#![forbid(unsafe_code)]
#![deny(
    warnings,
    dead_code,
    unused,
    unused_imports,
    unused_must_use,
    unreachable_pub,
    clippy::all,
    clippy::pedantic,
    clippy::nursery,
    rustdoc::broken_intra_doc_links,
    rustdoc::bare_urls,
    missing_docs
)]
//! Wire model for the Redfish Lifecycle log collection.
//!
//! The controller returns heterogeneous payloads for the same condition
//! depending on firmware, so every raw reply is funnelled through
//! [`classify_response`] before the CLI looks at it. That function is the only
//! place that knows the server's end-of-log wording.

use serde::{Deserialize, Serialize};
use serde_json::{Map, Value};

/// Number of entries the controller returns per page.
pub const PAGE_SIZE: usize = 50;

/// Highest `$skip` offset the walker will request.
pub const MAX_SKIP: usize = 100_000;

/// Error message fragments the controller uses to say "nothing left to read".
pub const END_OF_LOG_MARKERS: &[&str] = &["query parameter $skip is out of range", "internal error"];

/// One Lifecycle log record, kept as the raw field map the controller sent.
///
/// Field order is preserved so that rendered output matches the server.
#[derive(Debug, Clone, PartialEq, Eq, Serialize, Deserialize)]
#[serde(transparent)]
pub struct LogEntry(Map<String, Value>);

impl LogEntry {
    /// Wrap an already-decoded field map.
    #[must_use]
    pub const fn new(fields: Map<String, Value>) -> Self {
        Self(fields)
    }

    /// Iterate over top-level fields in server order.
    pub fn fields(&self) -> impl Iterator<Item = (&String, &Value)> {
        self.0.iter()
    }

    /// Look up a top-level string field.
    #[must_use]
    pub fn text(&self, name: &str) -> Option<&str> {
        self.0.get(name).and_then(Value::as_str)
    }

    /// Human-readable event text.
    #[must_use]
    pub fn message(&self) -> Option<&str> {
        self.text("Message")
    }

    /// Registry message identifier (e.g. `WRK0001` or `IDRAC.2.8.WRK0001`).
    #[must_use]
    pub fn message_id(&self) -> Option<&str> {
        self.text("MessageId")
    }

    /// Creation timestamp as reported by the controller.
    #[must_use]
    pub fn created(&self) -> Option<&str> {
        self.text("Created")
    }

    /// Severity string (`OK`, `Warning`, `Critical`).
    #[must_use]
    pub fn severity(&self) -> Option<&str> {
        self.text("Severity")
    }

    /// Vendor category from `Oem.Dell.Category`.
    #[must_use]
    pub fn category(&self) -> Option<&str> {
        self.0
            .get("Oem")
            .and_then(|oem| oem.get("Dell"))
            .and_then(|dell| dell.get("Category"))
            .and_then(Value::as_str)
    }
}

impl From<Map<String, Value>> for LogEntry {
    fn from(fields: Map<String, Value>) -> Self {
        Self(fields)
    }
}

/// Entries returned by a single fetch.
#[derive(Debug, Clone, Default, PartialEq, Eq)]
pub struct Page {
    entries: Vec<LogEntry>,
}

impl Page {
    /// Build a page from decoded entries.
    #[must_use]
    pub const fn new(entries: Vec<LogEntry>) -> Self {
        Self { entries }
    }

    /// Entries in server order.
    #[must_use]
    pub fn entries(&self) -> &[LogEntry] {
        &self.entries
    }

    /// Consume the page, yielding its entries in server order.
    #[must_use]
    pub fn into_entries(self) -> Vec<LogEntry> {
        self.entries
    }

    /// Number of entries on the page.
    #[must_use]
    pub const fn len(&self) -> usize {
        self.entries.len()
    }

    /// Whether the page carried no entries.
    #[must_use]
    pub const fn is_empty(&self) -> bool {
        self.entries.is_empty()
    }

    /// Whether another page may follow this one. An empty page ends the log.
    #[must_use]
    pub const fn has_more(&self) -> bool {
        !self.entries.is_empty()
    }
}

/// Result of one page fetch after classification.
#[derive(Debug, Clone, PartialEq, Eq)]
pub enum FetchOutcome {
    /// A page of entries.
    Ok(Page),
    /// Empty member list or an out-of-range style error message.
    EndOfLog,
    /// HTTP 500: the controller closed the cursor.
    TransientServerError,
    /// Any other non-200 reply, carried verbatim.
    Fatal {
        /// HTTP status code.
        status: u16,
        /// Raw response body.
        body: String,
    },
}

/// Shape of the collection document the controller returns.
#[derive(Debug, Deserialize)]
struct LogCollection {
    #[serde(rename = "Members", default)]
    members: Option<Vec<LogEntry>>,
}

/// Redfish error envelope (`{"error": {...}}`).
#[derive(Debug, Clone, Deserialize)]
pub struct RedfishErrorBody {
    /// Error details.
    pub error: RedfishError,
}

/// Error details inside the Redfish envelope.
#[derive(Debug, Clone, Default, Deserialize)]
pub struct RedfishError {
    /// Short error code.
    #[serde(default)]
    pub code: Option<String>,
    /// Top-level message.
    #[serde(default)]
    pub message: Option<String>,
    /// Per-condition messages.
    #[serde(rename = "@Message.ExtendedInfo", default)]
    pub extended_info: Vec<ExtendedInfo>,
}

/// One `@Message.ExtendedInfo` element.
#[derive(Debug, Clone, Default, Deserialize)]
pub struct ExtendedInfo {
    /// Human-readable message.
    #[serde(rename = "Message", default)]
    pub message: Option<String>,
    /// Registry identifier of the message.
    #[serde(rename = "MessageId", default)]
    pub message_id: Option<String>,
}

impl RedfishError {
    /// All human-readable messages, extended info first.
    pub fn messages(&self) -> impl Iterator<Item = &str> {
        self.extended_info
            .iter()
            .filter_map(|info| info.message.as_deref())
            .chain(self.message.as_deref())
    }
}

/// Decode a Redfish error envelope, if the body carries one.
#[must_use]
pub fn parse_error_body(body: &str) -> Option<RedfishError> {
    serde_json::from_str::<RedfishErrorBody>(body)
        .ok()
        .map(|envelope| envelope.error)
}

/// Whether an error body says the log has been read to the end.
#[must_use]
pub fn signals_end_of_log(body: &str) -> bool {
    parse_error_body(body).is_some_and(|error| {
        error.messages().any(|message| {
            let lowered = message.to_ascii_lowercase();
            END_OF_LOG_MARKERS
                .iter()
                .any(|marker| lowered.contains(marker))
        })
    })
}

/// Classify a raw reply from the log collection endpoint.
#[must_use]
pub fn classify_response(status: u16, body: &str) -> FetchOutcome {
    match status {
        200 => match serde_json::from_str::<LogCollection>(body) {
            Ok(LogCollection {
                members: Some(members),
            }) if !members.is_empty() => FetchOutcome::Ok(Page::new(members)),
            Ok(_) => FetchOutcome::EndOfLog,
            Err(_) => FetchOutcome::Fatal {
                status,
                body: body.to_string(),
            },
        },
        500 => FetchOutcome::TransientServerError,
        _ if signals_end_of_log(body) => FetchOutcome::EndOfLog,
        _ => FetchOutcome::Fatal {
            status,
            body: body.to_string(),
        },
    }
}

------------------------

■ What you will do
Please give the listing above once more, word for word.

■ Response to this exercise
#![forbid(unsafe_code)]
#![deny(
    warnings,
    dead_code,
    unused,
    unused_imports,
    unused_must_use,
    unreachable_pub,
    clippy::all,
    clippy::pedantic,
    clippy::nursery,
    rustdoc::broken_intra_doc_links,
    rustdoc::bare_urls,
    missing_docs
)]
//! Wire model for the Redfish Lifecycle log collection.
//!
//! The controller returns heterogeneous payloads for the same condition
//! depending on firmware, so every raw reply is funnelled through
//! [`classify_response`] before the CLI looks at it. That function is the only
//! place that knows the server's end-of-log wording.

use serde::{Deserialize, Serialize};
use serde_json::{Map, Value};

/// Number of entries the controller returns per page.
pub const PAGE_SIZE: usize = 50;

/// Highest `$skip` offset the walker will request.
pub const MAX_SKIP: usize = 100_000;

/// Error message fragments the controller uses to say "nothing left to read".
pub const END_OF_LOG_MARKERS: &[&str] = &["query parameter $skip is out of range", "internal error"];

/// One Lifecycle log record, kept as the raw field map the controller sent.
///
/// Field order is preserved so that rendered output matches the server.
#[derive(Debug, Clone, PartialEq, Eq, Serialize, Deserialize)]
#[serde(transparent)]
pub struct LogEntry(Map<String, Value>);

impl LogEntry {
    /// Wrap an already-decoded field map.
    #[must_use]
    pub const fn new(fields: Map<String, Value>) -> Self {
        Self(fields)
    }

    /// Iterate over top-level fields in server order.
    pub fn fields(&self) -> impl Iterator<Item = (&String, &Value)> {
        self.0.iter()
    }

    /// Look up a top-level string field.
    #[must_use]
    pub fn text(&self, name: &str) -> Option<&str> {
        self.0.get(name).and_then(Value::as_str)
    }

    /// Human-readable event text.
    #[must_use]
    pub fn message(&self) -> Option<&str> {
        self.text("Message")
    }

    /// Registry message identifier (e.g. `WRK0001` or `IDRAC.2.8.WRK0001`).
    #[must_use]
    pub fn message_id(&self) -> Option<&str> {
        self.text("MessageId")
    }

    /// Creation timestamp as reported by the controller.
    #[must_use]
    pub fn created(&self) -> Option<&str> {
        self.text("Created")
    }

    /// Severity string (`OK`, `Warning`, `Critical`).
    #[must_use]
    pub fn severity(&self) -> Option<&str> {
        self.text("Severity")
    }

    /// Vendor category from `Oem.Dell.Category`.
    #[must_use]
    pub fn category(&self) -> Option<&str> {
        self.0
            .get("Oem")
            .and_then(|oem| oem.get("Dell"))
            .and_then(|dell| dell.get("Category"))
            .and_then(Value::as_str)
    }
}

impl From<Map<String, Value>> for LogEntry {
    fn from(fields: Map<String, Value>) -> Self {
        Self(fields)
    }
}

/// Entries returned by a single fetch.
#[derive(Debug, Clone, Default, PartialEq, Eq)]
pub struct Page {
    entries: Vec<LogEntry>,
}

impl Page {
    /// Build a page from decoded entries.
    #[must_use]
    pub const fn new(entries: Vec<LogEntry>) -> Self {
        Self { entries }
    }

    /// Entries in server order.
    #[must_use]
    pub fn entries(&self) -> &[LogEntry] {
        &self.entries
    }

    /// Consume the page, yielding its entries in server order.
    #[must_use]
    pub fn into_entries(self) -> Vec<LogEntry> {
        self.entries
    }

    /// Number of entries on the page.
    #[must_use]
    pub const fn len(&self) -> usize {
        self.entries.len()
    }

    /// Whether the page carried no entries.
    #[must_use]
    pub const fn is_empty(&self) -> bool {
        self.entries.is_empty()
    }

    /// Whether another page may follow this one. An empty page ends the log.
    #[must_use]
    pub const fn has_more(&self) -> bool {
        !self.entries.is_empty()
    }
}

/// Result of one page fetch after classification.
#[derive(Debug, Clone, PartialEq, Eq)]
pub enum FetchOutcome {
    /// A page of entries.
    Ok(Page),
    /// Empty member list or an out-of-range style error message.
    EndOfLog,
    /// HTTP 500: the controller closed the cursor.
    TransientServerError,
    /// Any other non-200 reply, carried verbatim.
    Fatal {
        /// HTTP status code.
        status: u16,
        /// Raw response body.
        body: String,
    },
}

/// Shape of the collection document the controller returns.
#[derive(Debug, Deserialize)]
struct LogCollection {
    #[serde(rename = "Members", default)]
    members: Option<Vec<LogEntry>>,
}

/// Redfish error envelope (`{"error": {...}}`).
#[derive(Debug, Clone, Deserialize)]
pub struct RedfishErrorBody {
    /// Error details.
    pub error: RedfishError,
}

/// Error details inside the Redfish envelope.
#[derive(Debug, Clone, Default, Deserialize)]
pub struct RedfishError {
    /// Short error code.
    #[serde(default)]
    pub code: Option<String>,
    /// Top-level message.
    #[serde(default)]
    pub message: Option<String>,
    /// Per-condition messages.
    #[serde(rename = "@Message.ExtendedInfo", default)]
    pub extended_info: Vec<ExtendedInfo>,
}

/// One `@Message.ExtendedInfo` element.
#[derive(Debug, Clone, Default, Deserialize)]
pub struct ExtendedInfo {
    /// Human-readable message.
    #[serde(rename = "Message", default)]
    pub message: Option<String>,
    /// Registry identifier of the message.
    #[serde(rename = "MessageId", default)]
    pub message_id: Option<String>,
}

impl RedfishError {
    /// All human-readable messages, extended info first.
    pub fn messages(&self) -> impl Iterator<Item = &str> {
        self.extended_info
            .iter()
            .filter_map(|info| info.message.as_deref())
            .chain(self.message.as_deref())
    }
}

/// Decode a Redfish error envelope, if the body carries one.
#[must_use]
pub fn parse_error_body(body: &str) -> Option<RedfishError> {
    serde_json::from_str::<RedfishErrorBody>(body)
        .ok()
        .map(|envelope| envelope.error)
}

/// Whether an error body says the log has been read to the end.
#[must_use]
pub fn signals_end_of_log(body: &str) -> bool {
    parse_error_body(body).is_some_and(|error| {
        error.messages().any(|message| {
            let lowered = message.to_ascii_lowercase();
            END_OF_LOG_MARKERS
                .iter()
                .any(|marker| lowered.contains(marker))
        })
    })
}

/// Classify a raw reply from the log collection endpoint.
#[must_use]
pub fn classify_response(status: u16, body: &str) -> FetchOutcome {
    match status {
        200 => match serde_json::from_str::<LogCollection>(body) {
            Ok(LogCollection {
                members: Some(members),
            }) if !members.is_empty() => FetchOutcome::Ok(Page::new(members)),
            Ok(_) => FetchOutcome::EndOfLog,
            Err(_) => FetchOutcome::Fatal {
                status,
                body: body.to_string(),
            },
        },
        500 => FetchOutcome::TransientServerError,
        _ if signals_end_of_log(body) => FetchOutcome::EndOfLog,
        _ => FetchOutcome::Fatal {
            status,
            body: body.to_string(),
        },
    }
}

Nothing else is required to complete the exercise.